>>>>

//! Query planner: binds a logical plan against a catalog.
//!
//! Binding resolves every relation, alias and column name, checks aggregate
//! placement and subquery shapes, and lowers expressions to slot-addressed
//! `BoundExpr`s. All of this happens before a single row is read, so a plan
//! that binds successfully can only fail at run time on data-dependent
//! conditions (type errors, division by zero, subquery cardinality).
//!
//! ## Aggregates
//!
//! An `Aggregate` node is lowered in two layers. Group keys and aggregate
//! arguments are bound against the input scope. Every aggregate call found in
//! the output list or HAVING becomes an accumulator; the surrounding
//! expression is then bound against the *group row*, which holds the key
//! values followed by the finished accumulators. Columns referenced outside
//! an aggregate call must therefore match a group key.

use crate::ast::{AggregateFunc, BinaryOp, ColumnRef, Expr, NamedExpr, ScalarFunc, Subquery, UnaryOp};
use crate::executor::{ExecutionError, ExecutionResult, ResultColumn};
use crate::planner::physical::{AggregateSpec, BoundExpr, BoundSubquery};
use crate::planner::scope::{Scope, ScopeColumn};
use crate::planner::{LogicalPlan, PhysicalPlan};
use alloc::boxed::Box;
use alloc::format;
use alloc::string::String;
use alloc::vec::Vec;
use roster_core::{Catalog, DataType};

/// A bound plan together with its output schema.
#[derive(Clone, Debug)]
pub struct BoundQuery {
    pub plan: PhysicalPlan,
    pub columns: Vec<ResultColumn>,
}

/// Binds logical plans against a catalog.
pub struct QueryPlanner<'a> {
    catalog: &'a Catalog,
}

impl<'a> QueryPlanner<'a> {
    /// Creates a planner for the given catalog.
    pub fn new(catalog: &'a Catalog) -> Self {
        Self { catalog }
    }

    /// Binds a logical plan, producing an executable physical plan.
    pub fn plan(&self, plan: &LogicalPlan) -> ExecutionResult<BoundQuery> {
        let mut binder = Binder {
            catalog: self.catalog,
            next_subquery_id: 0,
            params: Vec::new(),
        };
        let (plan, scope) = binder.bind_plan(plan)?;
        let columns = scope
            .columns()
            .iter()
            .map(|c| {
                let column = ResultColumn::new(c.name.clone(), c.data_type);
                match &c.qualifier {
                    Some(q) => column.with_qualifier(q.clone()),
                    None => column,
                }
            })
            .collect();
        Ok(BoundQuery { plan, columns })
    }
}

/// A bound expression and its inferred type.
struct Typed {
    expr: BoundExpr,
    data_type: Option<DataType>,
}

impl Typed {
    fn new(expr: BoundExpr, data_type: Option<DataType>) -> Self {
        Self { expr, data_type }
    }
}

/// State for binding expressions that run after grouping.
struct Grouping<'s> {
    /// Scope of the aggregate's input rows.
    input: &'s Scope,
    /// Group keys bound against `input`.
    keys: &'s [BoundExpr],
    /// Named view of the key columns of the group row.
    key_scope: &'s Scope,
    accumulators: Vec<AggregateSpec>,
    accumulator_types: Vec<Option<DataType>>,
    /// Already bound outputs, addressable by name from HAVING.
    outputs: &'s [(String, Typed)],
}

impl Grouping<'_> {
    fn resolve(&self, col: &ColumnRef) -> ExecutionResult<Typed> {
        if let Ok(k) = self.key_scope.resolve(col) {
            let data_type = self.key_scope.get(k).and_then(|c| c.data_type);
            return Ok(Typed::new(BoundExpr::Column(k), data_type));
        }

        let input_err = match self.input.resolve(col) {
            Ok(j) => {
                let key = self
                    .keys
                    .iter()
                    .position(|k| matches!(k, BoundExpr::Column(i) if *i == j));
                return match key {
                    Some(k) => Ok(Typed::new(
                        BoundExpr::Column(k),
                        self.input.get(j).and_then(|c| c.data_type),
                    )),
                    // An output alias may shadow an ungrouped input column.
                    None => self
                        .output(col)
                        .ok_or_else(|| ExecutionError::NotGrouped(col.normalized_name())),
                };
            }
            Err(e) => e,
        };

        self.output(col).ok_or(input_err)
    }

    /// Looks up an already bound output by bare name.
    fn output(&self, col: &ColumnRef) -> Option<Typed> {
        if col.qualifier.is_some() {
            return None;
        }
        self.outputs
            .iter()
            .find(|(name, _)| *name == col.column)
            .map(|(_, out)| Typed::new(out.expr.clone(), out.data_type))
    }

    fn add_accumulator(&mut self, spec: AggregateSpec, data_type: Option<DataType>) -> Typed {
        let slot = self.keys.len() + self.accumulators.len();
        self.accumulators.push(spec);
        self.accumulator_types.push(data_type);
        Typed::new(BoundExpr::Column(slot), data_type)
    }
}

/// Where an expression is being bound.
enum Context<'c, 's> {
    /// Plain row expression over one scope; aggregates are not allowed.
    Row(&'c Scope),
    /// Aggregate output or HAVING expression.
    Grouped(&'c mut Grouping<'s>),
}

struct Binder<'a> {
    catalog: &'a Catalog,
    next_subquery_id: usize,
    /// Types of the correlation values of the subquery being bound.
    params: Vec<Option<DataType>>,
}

<<<<
>>>>

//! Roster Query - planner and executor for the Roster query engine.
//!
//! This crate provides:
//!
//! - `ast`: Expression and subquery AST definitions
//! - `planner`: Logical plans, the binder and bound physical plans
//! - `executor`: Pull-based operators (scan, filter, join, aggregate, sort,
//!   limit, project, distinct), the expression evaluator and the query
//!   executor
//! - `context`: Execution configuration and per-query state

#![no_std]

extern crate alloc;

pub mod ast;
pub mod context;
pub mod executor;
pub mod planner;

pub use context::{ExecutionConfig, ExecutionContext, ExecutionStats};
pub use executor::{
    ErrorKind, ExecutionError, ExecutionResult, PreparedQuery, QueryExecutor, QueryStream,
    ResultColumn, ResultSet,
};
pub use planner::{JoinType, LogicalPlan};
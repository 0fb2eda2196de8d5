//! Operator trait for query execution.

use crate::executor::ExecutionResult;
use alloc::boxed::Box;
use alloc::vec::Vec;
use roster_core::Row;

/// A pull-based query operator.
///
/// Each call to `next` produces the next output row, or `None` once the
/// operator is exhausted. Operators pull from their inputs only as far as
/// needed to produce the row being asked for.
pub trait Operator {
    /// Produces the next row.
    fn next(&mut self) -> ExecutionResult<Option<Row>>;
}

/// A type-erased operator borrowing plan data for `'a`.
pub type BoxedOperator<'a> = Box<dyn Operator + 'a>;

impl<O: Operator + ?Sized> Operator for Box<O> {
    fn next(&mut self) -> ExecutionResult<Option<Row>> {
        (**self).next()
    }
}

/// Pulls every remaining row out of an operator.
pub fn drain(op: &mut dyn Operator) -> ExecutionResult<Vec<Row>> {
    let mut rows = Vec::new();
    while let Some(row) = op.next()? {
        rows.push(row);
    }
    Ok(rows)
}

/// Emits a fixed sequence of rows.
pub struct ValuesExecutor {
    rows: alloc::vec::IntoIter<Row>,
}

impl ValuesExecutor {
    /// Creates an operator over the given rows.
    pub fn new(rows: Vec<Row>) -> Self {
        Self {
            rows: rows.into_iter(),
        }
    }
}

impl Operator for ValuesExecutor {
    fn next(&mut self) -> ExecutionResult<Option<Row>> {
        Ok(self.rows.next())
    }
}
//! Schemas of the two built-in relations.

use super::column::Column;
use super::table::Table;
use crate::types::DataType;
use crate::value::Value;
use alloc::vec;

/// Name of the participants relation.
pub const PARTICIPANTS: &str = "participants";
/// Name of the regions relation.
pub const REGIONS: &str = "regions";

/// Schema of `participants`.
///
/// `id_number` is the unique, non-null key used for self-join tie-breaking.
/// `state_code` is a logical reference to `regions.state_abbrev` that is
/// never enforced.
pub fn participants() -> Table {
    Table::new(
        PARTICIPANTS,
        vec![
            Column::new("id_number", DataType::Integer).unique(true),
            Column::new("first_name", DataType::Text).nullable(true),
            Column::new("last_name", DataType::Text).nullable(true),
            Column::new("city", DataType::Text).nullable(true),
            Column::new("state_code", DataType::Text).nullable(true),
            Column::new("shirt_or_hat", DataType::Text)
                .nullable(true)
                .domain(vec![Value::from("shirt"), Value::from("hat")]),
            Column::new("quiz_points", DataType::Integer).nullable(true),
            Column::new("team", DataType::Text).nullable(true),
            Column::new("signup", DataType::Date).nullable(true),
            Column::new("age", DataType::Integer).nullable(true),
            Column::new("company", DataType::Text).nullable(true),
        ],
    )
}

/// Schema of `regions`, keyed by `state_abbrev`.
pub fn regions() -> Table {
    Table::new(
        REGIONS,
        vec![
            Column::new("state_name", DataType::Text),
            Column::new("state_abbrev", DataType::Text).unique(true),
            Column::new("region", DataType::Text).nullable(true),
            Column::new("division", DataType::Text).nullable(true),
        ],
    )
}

<<<<

Assignment =>
With "const" as the search string, filter the records and return each line that has it.

Worked solution =>
pub const PARTICIPANTS: &str = "participants";
pub const REGIONS: &str = "regions";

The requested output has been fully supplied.